はじめに
本記事では、AWS CloudFormation を用いて CloudFront ディストリビューションを作成する際に発生したエラー:
リソース CloudFrontDistribution は CREATE_FAILED 状態です
Requested attribute CloudFrontOriginAccessIdentityId does not exist in schema for AWS::CloudFront::CloudFrontOriginAccessIdentity
について、その原因と修正方法を個人の備忘録として記録しています。
書こうと思ったきっかけ
CloudFront + S3 の構成を CloudFormation でコード化していた際に、CloudFront の OAI(Origin Access Identity)を指定する部分でエラーが発生しました。
エラー内容から、リソースの属性指定に誤りがあることが判明したため、備忘録として整理しました。
エラーの原因
CloudFront の OAI に対して、以下のように属性を指定していたことが原因です:
!Sub "origin-access-identity/cloudfront/${CloudFrontOAI.CloudFrontOriginAccessIdentityId}"

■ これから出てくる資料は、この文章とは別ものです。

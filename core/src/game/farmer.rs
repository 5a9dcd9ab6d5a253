//! Farmer movement and the shovel/plant action.

use crate::alu;
use crate::mem::field;

use super::input::{ACTION_MASK, STICK_LEFT, STICK_RIGHT};
use super::render::FarmerSprite;
use super::{DISABLE_SEED, Gopher, HORIZONTAL_TARGET_VALUES, XMAX_FARMER, XMIN_FARMER};

impl Gopher {
    /// Joystick-driven horizontal movement, clamped to the garden. The
    /// second player's stick lives in the low nibble.
    pub(crate) fn update_farmer_movement(&mut self) {
        let mut joystick_values = self.input.swcha;

        if self.is_second_player_active() {
            joystick_values <<= 4;
        }

        if joystick_values & (STICK_LEFT | STICK_RIGHT) == STICK_LEFT | STICK_RIGHT {
            // Neither direction held.
        } else if joystick_values & STICK_LEFT != 0 {
            // Left line still high, so the stick is held right.
            if self.mem[field::FARMER_HORIZ_POS] < XMAX_FARMER {
                self.mem[field::FARMER_HORIZ_POS] += 1;
            }
        } else if self.mem[field::FARMER_HORIZ_POS] >= XMIN_FARMER {
            self.mem[field::FARMER_HORIZ_POS] -= 1;
        }
    }

    /// Pre-dispatch action-button step: advances a running swing, or
    /// starts one on a fresh (debounced) button press.
    pub(crate) fn update_farmer(&mut self) {
        if self.mem[field::FARMER_ANIMATION_IDX] != 0 {
            self.increment_farmer_animation_index();
            return;
        }

        let action_button_state = if self.is_second_player_active() {
            self.input.intpt5
        } else {
            self.input.intpt4
        } & ACTION_MASK;

        if action_button_state == 0 {
            if self.mem[field::ACTION_BUTTON_DEBOUNCE] != 0 {
                // Held since last frame; needs one released frame first.
                return;
            }

            self.mem[field::ACTION_BUTTON_DEBOUNCE] = 0xFF;
            self.increment_farmer_animation_index();
        } else {
            self.mem[field::ACTION_BUTTON_DEBOUNCE] = 0;
        }
    }

    /// 8-step swing; frames 2 and 4 switch the sprite, frame 8 resolves
    /// the action and resets.
    fn increment_farmer_animation_index(&mut self) {
        let next_animation_index = self.mem[field::FARMER_ANIMATION_IDX] + 1;
        self.mem[field::FARMER_ANIMATION_IDX] = next_animation_index;

        if next_animation_index == 8 {
            self.mem[field::FARMER_ANIMATION_IDX] = 0;
            self.render.farmer = FarmerSprite::Sprite00;

            self.farmer_action();
        } else if next_animation_index == 2 {
            self.render.farmer = FarmerSprite::Sprite01;
        } else if next_animation_index == 4 {
            self.render.farmer = FarmerSprite::Sprite02;
        }
    }

    /// Resolve the swing: fill the nearest hole, or plant a held seed on
    /// a carrot column. Planting over a live carrot wastes the seed.
    fn farmer_action(&mut self) {
        let shovel_x = self.mem[field::FARMER_HORIZ_POS].wrapping_sub(4);

        // Nearest target within 6 pixels, carrots checked first.
        let mut target: Option<usize> = None;
        for x in (0..=10).rev() {
            if alu::abs_distance(shovel_x, HORIZONTAL_TARGET_VALUES[x]) < 6 {
                target = Some(x);
                break;
            }
        }

        let Some(target_idx) = target else {
            return;
        };

        if target_idx < 8 {
            // Indices 8..=10 are carrots, everything below is a tunnel.
            self.fill_tunnel(target_idx);
            return;
        }

        if self.mem[field::HELD_SEED_DECAYING_TIMER] == 0 {
            return;
        }

        self.mem[field::CARROT_PATTERN] |= 1 << (target_idx - 8);
        self.mem[field::FALLING_SEED_VERT_POS] = DISABLE_SEED;
        self.mem[field::HELD_SEED_DECAYING_TIMER] = 0;
    }
}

しかし、AWS::CloudFront::CloudFrontOriginAccessIdentity リソースには CloudFrontOriginAccessIdentityId という属性は存在しません。
正しい指定方法
CloudFormation では、CloudFront の OriginAccessIdentity に対して 論理ID を指定するだけで CloudFormation が内部的に適切な形式に変換してくれます。以下のように修正します:
S3OriginConfig:
OriginAccessIdentity: !Sub "origin-access-identity/cloudfront/${CloudFrontOAI}"
修正後のテンプレート例(該当箇所)
Origins:
- Id: S3Origin
DomainName: !GetAtt S3Bucket.RegionalDomainName
S3OriginConfig:
OriginAccessIdentity: !Sub "origin-access-identity/cloudfront/${CloudFrontOAI}"
補足
AWS::CloudFront::CloudFrontOriginAccessIdentity には以下の2つの属性があります:
-
S3CanonicalUserId(バケットポリシーで使用) - 実際の OAI ID(例:
E***********) → CloudFormation からは直接取得不可
そのため、CloudFront 側では論理IDベースでの指定がベストプラクティスです。
まとめ
CloudFormation で CloudFront OAI を指定する際は、リソースの論理IDを ${} で埋め込む形で !Sub を使ってみてください!
NG: ${CloudFrontOAI.CloudFrontOriginAccessIdentityId}
OK: ${CloudFrontOAI}
エラーが出た際は、公式ドキュメントやスキーマに存在する属性かどうかも確認すると、解決への近道になります。